Task objective: The lines from the start of the records through the one containing "single currency swap, inflation" are to be restated word for word; please include both ends.

***

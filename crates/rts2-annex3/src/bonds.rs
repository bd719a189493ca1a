//! Bonds (Table 2.1, 2.2 and 2.3).
//!
//! The bond sub-asset classes carry no segmentation criteria: the sub-asset
//! class name alone identifies the sub-class.

use rts2_taxonomy::{AssetClass, SubAssetClass};

pub(crate) fn asset_class() -> AssetClass {
    AssetClass::new("Bonds (all bond types except ETCs and ETNs)")
        .with_reference("Table 2.1, 2.2 and 2.3")
        .with_sub_asset_class(SubAssetClass::new("Sovereign Bond"))
        .with_sub_asset_class(SubAssetClass::new("Other Public Bond"))
        .with_sub_asset_class(SubAssetClass::new("Convertible Bond"))
        .with_sub_asset_class(SubAssetClass::new("Covered Bond"))
        .with_sub_asset_class(SubAssetClass::new("Corporate Bond"))
        .with_sub_asset_class(SubAssetClass::new("Other Bond"))
}
//! Interest Rate Derivatives (Table 5.1, 5.2 and 5.3).

use rts2_core::BucketCeiling;
use rts2_taxonomy::thresholds::LiquidityCriteria;
use rts2_taxonomy::{
    AssetClass, BucketChain, Criterion, DateKind, SubAssetClass, SubjectAttr, TaxonomyResult,
};

use crate::support::{self, OPTION_MATURITY, SWAP_MATURITY};

/// Back-month liquidity carry-over applied to the futures-style entries.
const BACK_MONTH: &str = "whenever a sub-class is determined to have a liquid market with \
     respect to a specific time to maturity bucket and the sub-class defined by the next time \
     to maturity bucket is determined not to have a liquid market, the first back month \
     contract is determined to have a liquid market 2 weeks before expiration of the front \
     month";

const SWAPTION_UNDERLYING_SWAP_TYPE: &str = "underlying swap type defined as follows: \
     fixed-to-fixed single currency swap, futures/forwards on fixed-to-fixed single currency \
     swap, fixed-to-float single currency swap, futures/forwards on fixed-to-float single \
     currency swap, float-to-float single currency swap, futures/forwards on float-to-float \
     single currency swap, inflation single currency swap, futures/forwards on inflation \
     single currency swap, OIS single currency swap, futures/forwards on OIS single currency \
     swap, fixed-to-fixed multi-currency swap, futures/forwards on fixed-to-fixed \
     multi-currency swap, fixed-to-float multi-currency swap, futures/forwards on \
     fixed-to-float multi-currency swap, float-to-float multi-currency swap, futures/forwards \
     on float-to-float multi-currency swap, inflation multi-currency swap, futures/forwards \
     on inflation multi-currency swap, OIS multi-currency swap, futures/forwards on OIS \
     multi-currency swap";

/// The [3m, 6m, 1y, 2y, 3y] chain shared by most entries of the tables.
fn standard_chain() -> TaxonomyResult<BucketChain> {
    BucketChain::new(vec![
        BucketCeiling::months(3),
        BucketCeiling::months(6),
        BucketCeiling::years(1),
        BucketCeiling::years(2),
        BucketCeiling::years(3),
    ])
}

/// The [1m, 3m, 6m, 1y, 2y, 3y] chain of the swap entries.
fn swap_chain() -> TaxonomyResult<BucketChain> {
    BucketChain::new(vec![
        BucketCeiling::months(1),
        BucketCeiling::months(3),
        BucketCeiling::months(6),
        BucketCeiling::years(1),
        BucketCeiling::years(2),
        BucketCeiling::years(3),
    ])
}

fn bond_futures() -> TaxonomyResult<SubAssetClass> {
    let term_chain = BucketChain::new(vec![
        BucketCeiling::years(4),
        BucketCeiling::years(8),
        BucketCeiling::years(15),
        BucketCeiling::unbounded(),
    ])?;
    Ok(SubAssetClass::new("Bond futures/forwards")
        .with_criterion(Criterion::arbitrary(
            SubjectAttr::UnderlyingIssuer,
            "issuer of the underlying",
        ))
        .with_criterion(Criterion::bucketed(
            DateKind::UnderlyingTerm,
            "term of the underlying deliverable bond defined as follows:",
            term_chain,
        ))
        .with_criterion(Criterion::bucketed(
            DateKind::Lifetime,
            SWAP_MATURITY,
            standard_chain()?,
        ))
        .with_thresholds(support::standard_specification(
            LiquidityCriteria {
                qualitative_liquidity_criterion: Some(BACK_MONTH.to_string()),
                ..support::liquidity(5_000_000, 10)
            },
            4_000_000,
            5_000_000,
            20_000_000,
            25_000_000,
        )))
}

fn bond_options() -> TaxonomyResult<SubAssetClass> {
    Ok(SubAssetClass::new("Bond options")
        .with_criterion(Criterion::arbitrary(
            SubjectAttr::UnderlyingInstrument,
            "underlying bond or underlying bond future/forward",
        ))
        .with_criterion(Criterion::bucketed(
            DateKind::Lifetime,
            SWAP_MATURITY,
            standard_chain()?,
        ))
        .with_thresholds(support::standard_specification(
            support::liquidity(5_000_000, 10),
            4_000_000,
            5_000_000,
            20_000_000,
            25_000_000,
        )))
}

fn ir_futures_and_fra() -> TaxonomyResult<SubAssetClass> {
    Ok(SubAssetClass::new("IR futures and FRA")
        .with_criterion(Criterion::arbitrary(
            SubjectAttr::UnderlyingInterestRate,
            "underlying interest rate",
        ))
        .with_criterion(Criterion::arbitrary(
            SubjectAttr::InterestRateTerm,
            "term of the underlying interest rate",
        ))
        .with_criterion(Criterion::bucketed(
            DateKind::Lifetime,
            SWAP_MATURITY,
            standard_chain()?,
        ))
        .with_thresholds(support::standard_specification(
            LiquidityCriteria {
                qualitative_liquidity_criterion: Some(BACK_MONTH.to_string()),
                ..support::liquidity(500_000_000, 10)
            },
            5_000_000,
            10_000_000,
            20_000_000,
            25_000_000,
        )))
}

fn ir_options() -> TaxonomyResult<SubAssetClass> {
    Ok(SubAssetClass::new("IR options")
        .with_criterion(Criterion::arbitrary(
            SubjectAttr::UnderlyingInterestRate,
            "underlying interest rate or underlying interest rate future or FRA",
        ))
        .with_criterion(Criterion::arbitrary(
            SubjectAttr::InterestRateTerm,
            "term of the underlying interest rate",
        ))
        .with_criterion(Criterion::bucketed(
            DateKind::Lifetime,
            SWAP_MATURITY,
            standard_chain()?,
        ))
        .with_thresholds(support::standard_specification(
            support::liquidity(500_000_000, 10),
            5_000_000,
            10_000_000,
            20_000_000,
            25_000_000,
        )))
}

fn swaptions() -> TaxonomyResult<SubAssetClass> {
    let option_chain = BucketChain::new(vec![
        BucketCeiling::months(6),
        BucketCeiling::years(1),
        BucketCeiling::years(2),
        BucketCeiling::years(5),
        BucketCeiling::years(10),
        BucketCeiling::unbounded(),
    ])?;
    Ok(SubAssetClass::new("Swaptions")
        .with_criterion(Criterion::arbitrary(
            SubjectAttr::UnderlyingSwapType,
            SWAPTION_UNDERLYING_SWAP_TYPE,
        ))
        .with_criterion(Criterion::arbitrary(
            SubjectAttr::NotionalCurrency,
            "notional currency defined as the currency in which the notional amount of the \
             option is denominated",
        ))
        .with_criterion(Criterion::arbitrary(
            SubjectAttr::InflationIndex,
            "inflation index if the underlying swap type is either an inflation single \
             currency swap or an inflation multi-currency swap",
        ))
        .with_criterion(Criterion::bucketed(
            DateKind::Swap,
            SWAP_MATURITY,
            swap_chain()?,
        ))
        .with_criterion(Criterion::bucketed(
            DateKind::Option,
            OPTION_MATURITY,
            option_chain,
        ))
        .with_thresholds(support::standard_specification(
            support::liquidity(500_000_000, 10),
            4_000_000,
            5_000_000,
            9_000_000,
            10_000_000,
        )))
}

fn multi_currency_swap(name: &str, description: &str) -> TaxonomyResult<SubAssetClass> {
    Ok(SubAssetClass::new(name)
        .with_description(description)
        .with_criterion(Criterion::arbitrary(
            SubjectAttr::NotionalCurrencyPair,
            "notional currency pair defined as combination of the two currencies in which the \
             two legs of the swap are denominated",
        ))
        .with_criterion(Criterion::bucketed(
            DateKind::Lifetime,
            SWAP_MATURITY,
            swap_chain()?,
        ))
        .with_thresholds(support::standard_specification(
            support::liquidity(50_000_000, 10),
            4_000_000,
            5_000_000,
            9_000_000,
            10_000_000,
        )))
}

fn single_currency_swap(name: &str, description: &str) -> TaxonomyResult<SubAssetClass> {
    Ok(SubAssetClass::new(name)
        .with_description(description)
        .with_criterion(Criterion::arbitrary(
            SubjectAttr::NotionalCurrency,
            "notional currency in which the two legs of the swap are denominated",
        ))
        .with_criterion(Criterion::bucketed(
            DateKind::Lifetime,
            SWAP_MATURITY,
            swap_chain()?,
        ))
        .with_thresholds(support::standard_specification(
            support::liquidity(50_000_000, 10),
            4_000_000,
            5_000_000,
            9_000_000,
            10_000_000,
        )))
}

pub(crate) fn asset_class() -> TaxonomyResult<AssetClass> {
    Ok(AssetClass::new("Interest Rate Derivatives")
        .with_reference("Table 5.1, 5.2 and 5.3")
        .with_sub_asset_class(bond_futures()?)
        .with_sub_asset_class(bond_options()?)
        .with_sub_asset_class(ir_futures_and_fra()?)
        .with_sub_asset_class(ir_options()?)
        .with_sub_asset_class(swaptions()?)
        .with_sub_asset_class(multi_currency_swap(
            "Fixed-to-Float 'multi-currency swaps' or 'cross-currency swaps' and \
             futures/forwards on Fixed-to-Float 'multi-currency swaps' or 'cross-currency \
             swaps'",
            "a swap or a future/forward on a swap where two parties exchange cash flows \
             denominated in different currencies and the cash flows of one leg are determined \
             by a fixed interest rate while those of the other leg are determined by a \
             floating interest rate",
        )?)
        .with_sub_asset_class(single_currency_swap(
            "Fixed-to-Float 'single currency swaps' and futures/forwards on Fixed-to-Float \
             'single currency swaps'",
            "a swap or a future/forward on a swap where two parties exchange cash flows \
             denominated in the same currency and the cash flows of one leg are determined by \
             a fixed interest rate while those of the other leg are determined by a floating \
             interest rate",
        )?)
        .with_sub_asset_class(single_currency_swap(
            "Overnight Index Swap (OIS) 'single currency swaps' and futures/forwards on \
             Overnight Index Swap (OIS) 'single currency swaps'",
            "a swap or a future/forward on a swap where two parties exchange cash flows \
             denominated in the same currency and where the cash flows of at least one leg \
             are determined by an Overnight Index Swap (OIS) rate",
        )?))
}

***

Task answer:
filename crates/rts2-annex3/src/bonds.rs
repository bd719a189493ca1a
//! Bonds (Table 2.1, 2.2 and 2.3).
//!
//! The bond sub-asset classes carry no segmentation criteria: the sub-asset
//! class name alone identifies the sub-class.

use rts2_taxonomy::{AssetClass, SubAssetClass};

pub(crate) fn asset_class() -> AssetClass {
    AssetClass::new("Bonds (all bond types except ETCs and ETNs)")
        .with_reference("Table 2.1, 2.2 and 2.3")
        .with_sub_asset_class(SubAssetClass::new("Sovereign Bond"))
        .with_sub_asset_class(SubAssetClass::new("Other Public Bond"))
        .with_sub_asset_class(SubAssetClass::new("Convertible Bond"))
        .with_sub_asset_class(SubAssetClass::new("Covered Bond"))
        .with_sub_asset_class(SubAssetClass::new("Corporate Bond"))
        .with_sub_asset_class(SubAssetClass::new("Other Bond"))
}
//! Interest Rate Derivatives (Table 5.1, 5.2 and 5.3).

use rts2_core::BucketCeiling;
use rts2_taxonomy::thresholds::LiquidityCriteria;
use rts2_taxonomy::{
    AssetClass, BucketChain, Criterion, DateKind, SubAssetClass, SubjectAttr, TaxonomyResult,
};

use crate::support::{self, OPTION_MATURITY, SWAP_MATURITY};

/// Back-month liquidity carry-over applied to the futures-style entries.
const BACK_MONTH: &str = "whenever a sub-class is determined to have a liquid market with \
     respect to a specific time to maturity bucket and the sub-class defined by the next time \
     to maturity bucket is determined not to have a liquid market, the first back month \
     contract is determined to have a liquid market 2 weeks before expiration of the front \
     month";

const SWAPTION_UNDERLYING_SWAP_TYPE: &str = "underlying swap type defined as follows: \
     fixed-to-fixed single currency swap, futures/forwards on fixed-to-fixed single currency \
     swap, fixed-to-float single currency swap, futures/forwards on fixed-to-float single \
     currency swap, float-to-float single currency swap, futures/forwards on float-to-float \
     single currency swap, inflation single currency swap, futures/forwards on inflation \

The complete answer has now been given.